On April 3rd, 2017, Petr Premyak, a former counterintelligence officer and a member of the upper House of the Russian Duma wrote to Sergiey Sokolov, a high official in the foreign affairs office of President Putin’s administration: “Dear Sergey Alexandrovich! I send you the information for the report to Alexander Leonidovich on the possible use.” 

Desired: “a member of the Bundestag under absolute control”

Attached to the email is a six-page document entitled “Foreign Policy Activities”, which discusses ideas for Russia’s foreign policy, including: organisation of meetings of Russian politicians with representatives of right-wing political groups from all over Europe, media campaigns, demonstrations and pickets. 

One of the last paragraphs of the document reads: “Elections to the Bundestag (24 September). Candidate: Markus Frohnmaier. Place: Bundestag. Probability of choice: high. Required: Support during the election campaign. The desired result of the project: He will be a member of the Bundestag under absolute control.”

In an interview with ZDF journalists, Premyak confirmed he was the author of the email. 

The correspondence between Russian officials of April 2017 also mentions a response from Frohnmaier, expected within a week, with a “precise plan of the election campaign”.  

This document was drawn up. Dated 11 April 2017, entitled: “Frohnmaier Election Campaign / Action Plan (Draft)”, the one-and-a-half page plan includes a list of topics on which the AFD candidate would focus in his campaign. They were: sanctions against Russia, the status of Crimea and the war in the East of Ukraine. The document, provided to BBC reporters in 2017 by a high officer of the special services of one of the EU countries, was prepared on behalf of the candidate for the Bundestag – Frohnmaier. The author of the document also writes about the need to support his candidate’s campaign. He says: “Besides material support, we would need media support as well […] any type of interviews, reports and opportunities to appear in the Russian media is helpful for us.”

Through his lawyer, Markus Frohnmaier replied to Der Spiegel that he did not know who the author of the document was and he had not been familiar with its contents before. 

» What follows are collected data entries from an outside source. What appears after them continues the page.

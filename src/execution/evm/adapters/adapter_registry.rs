use std::collections::HashMap;

use crate::execution::{
    command::AdapterId,
    errors::ExecutionError,
    evm::{
        adapters::{builder::AdapterBuilder, Adapter},
        address_table::AddressTable,
    },
};

/// Registry containing the `Adapter` of every family configured for a chain.
///
/// Built once from the address table and never modified afterwards.
pub struct AdapterRegistry {
    adapters: HashMap<AdapterId, Box<dyn Adapter>>,
}

impl AdapterRegistry {
    pub fn new(table: &AddressTable) -> Result<Self, ExecutionError> {
        let mut adapters = HashMap::new();
        for id in table.configured_adapters() {
            let adapter = AdapterBuilder::new(id, table.addresses(id)).build()?;
            adapters.insert(id, adapter);
        }
        Ok(Self { adapters })
    }

    /// Looks up the handler of a raw command selector.
    pub fn get(&self, selector: u8) -> Result<&dyn Adapter, ExecutionError> {
        AdapterId::try_from(selector)
            .ok()
            .and_then(|id| self.adapters.get(&id))
            .map(|adapter| adapter.as_ref())
            .ok_or(ExecutionError::UnsupportedAdapter(selector))
    }

    pub fn supported(&self) -> Vec<AdapterId> {
        let mut ids: Vec<AdapterId> = self.adapters.keys().copied().collect();
        ids.sort();
        ids
    }
}

#[cfg(test)]
mod tests {
    use rstest::rstest;

    use super::*;
    use crate::execution::models::Chain;

    #[rstest]
    #[case(0x01, true)]
    #[case(0x03, true)]
    #[case(0x13, true)]
    #[case(0x05, false)]
    #[case(0x3f, false)]
    fn test_lookup_by_selector(#[case] selector: u8, #[case] registered: bool) {
        let table = AddressTable::load(None, Chain::Ethereum).unwrap();
        let registry = AdapterRegistry::new(&table).unwrap();
        match registry.get(selector) {
            Ok(adapter) => {
                assert!(registered);
                assert_eq!(adapter.id() as u8, selector);
            }
            Err(err) => {
                assert!(!registered);
                assert_eq!(err, ExecutionError::UnsupportedAdapter(selector));
            }
        }
    }

    #[test]
    fn test_unconfigured_family_is_unsupported() {
        let table = AddressTable::load(None, Chain::Arbitrum).unwrap();
        let registry = AdapterRegistry::new(&table).unwrap();
        assert!(!registry
            .supported()
            .contains(&AdapterId::Hop));
        assert!(matches!(
            registry.get(AdapterId::Hop as u8),
            Err(ExecutionError::UnsupportedAdapter(0x13))
        ));
    }
}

However, the document’s metadata indicate that it was written by Manuel Ochsenreiter, Frohnmaier’s associate.

A German middleman

Manuel Ochsenreiter is a German journalist, editor-in-chief of the magazine Zuerst! and Markus Frohnmeier’s assistant in the Bundestag until January 2019. Ochsenreiter is also a regular member of election observation missions in Crimea (in 2014) and in Moscow (in 2018). A regular commentator for Russia Today, a follower of Alexander Dugin’s ideology, and an opponent of the EU and NATO. 

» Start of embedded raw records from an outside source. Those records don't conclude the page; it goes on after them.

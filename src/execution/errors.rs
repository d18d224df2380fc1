use std::io;

use alloy_primitives::{Address, U256};
use thiserror::Error;

/// Represents the outer-level, user-facing errors of the warp-router execution package.
///
/// Every variant is fatal for the top-level call that produced it: the router rolls back all the
/// effects of the call before returning the error.
/// Variants:
/// - `Decode`: The payload is malformed or too short for the selected adapter.
/// - `UnsupportedAdapter`: The command selector has no registered handler.
/// - `Slippage`: The realized output is below the instruction's declared minimum.
/// - `ExternalFailure`: The called protocol (or token) reverted.
/// - `Unauthorized`: An administrative operation was invoked by a caller lacking the role.
/// - `InvalidInput`: The instructions are well-formed but cannot be executed together (e.g. a
///   chained output that no instruction consumes).
/// - `FatalError`: There is a problem with the router setup.
#[derive(Error, Debug, PartialEq)]
pub enum ExecutionError {
    #[error("Decode error: {0}")]
    Decode(String),
    #[error("Unsupported adapter: {0:#04x}")]
    UnsupportedAdapter(u8),
    #[error("Slippage: received {amount_out}, expected at least {amount_out_min}")]
    Slippage { amount_out: U256, amount_out_min: U256 },
    #[error("External call to {target} failed: {reason}")]
    ExternalFailure { target: Address, reason: String },
    #[error("Unauthorized caller: {0}")]
    Unauthorized(Address),
    #[error("Invalid input: {0}")]
    InvalidInput(String),
    #[error("Fatal error: {0}")]
    FatalError(String),
}

impl From<io::Error> for ExecutionError {
    fn from(err: io::Error) -> Self {
        ExecutionError::FatalError(err.to_string())
    }
}

impl From<serde_json::Error> for ExecutionError {
    fn from(err: serde_json::Error) -> Self {
        ExecutionError::FatalError(err.to_string())
    }
}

https://www.facebook.com/manuel.ochsenreiter.37/posts/120850639058788

 

“Based on my experiences, Ochsenreiter is the one who seems more interesting from a counter-intelligence perspective, not Frohnmeier”, a former Hungarian security officer with experience in counter-intelligence told VSquare on condition of anonymity. “Russian intelligence is known for targeting experts, advisers and aides who work in the background. Hence they can draw in foreign politicians to Russia’s sphere of influence indirectly”, the source continued. 

According to the former security officer, this method has several advantages. First, Russian intelligence can avoid the first line of defense – the target country’s counter-intelligence – by not making direct contact with politicians who sometimes undergo national security clearance. Second, the targeted politician can refute allegations of being influenced by Russia with more credibility. Third, jobs and duties like experts or assistants are less monitored. “Practically, these jobs are a grey zone from a legal perspective, so hostile intelligence services tend to take advantage of it”, the former Hungarian security officer added. 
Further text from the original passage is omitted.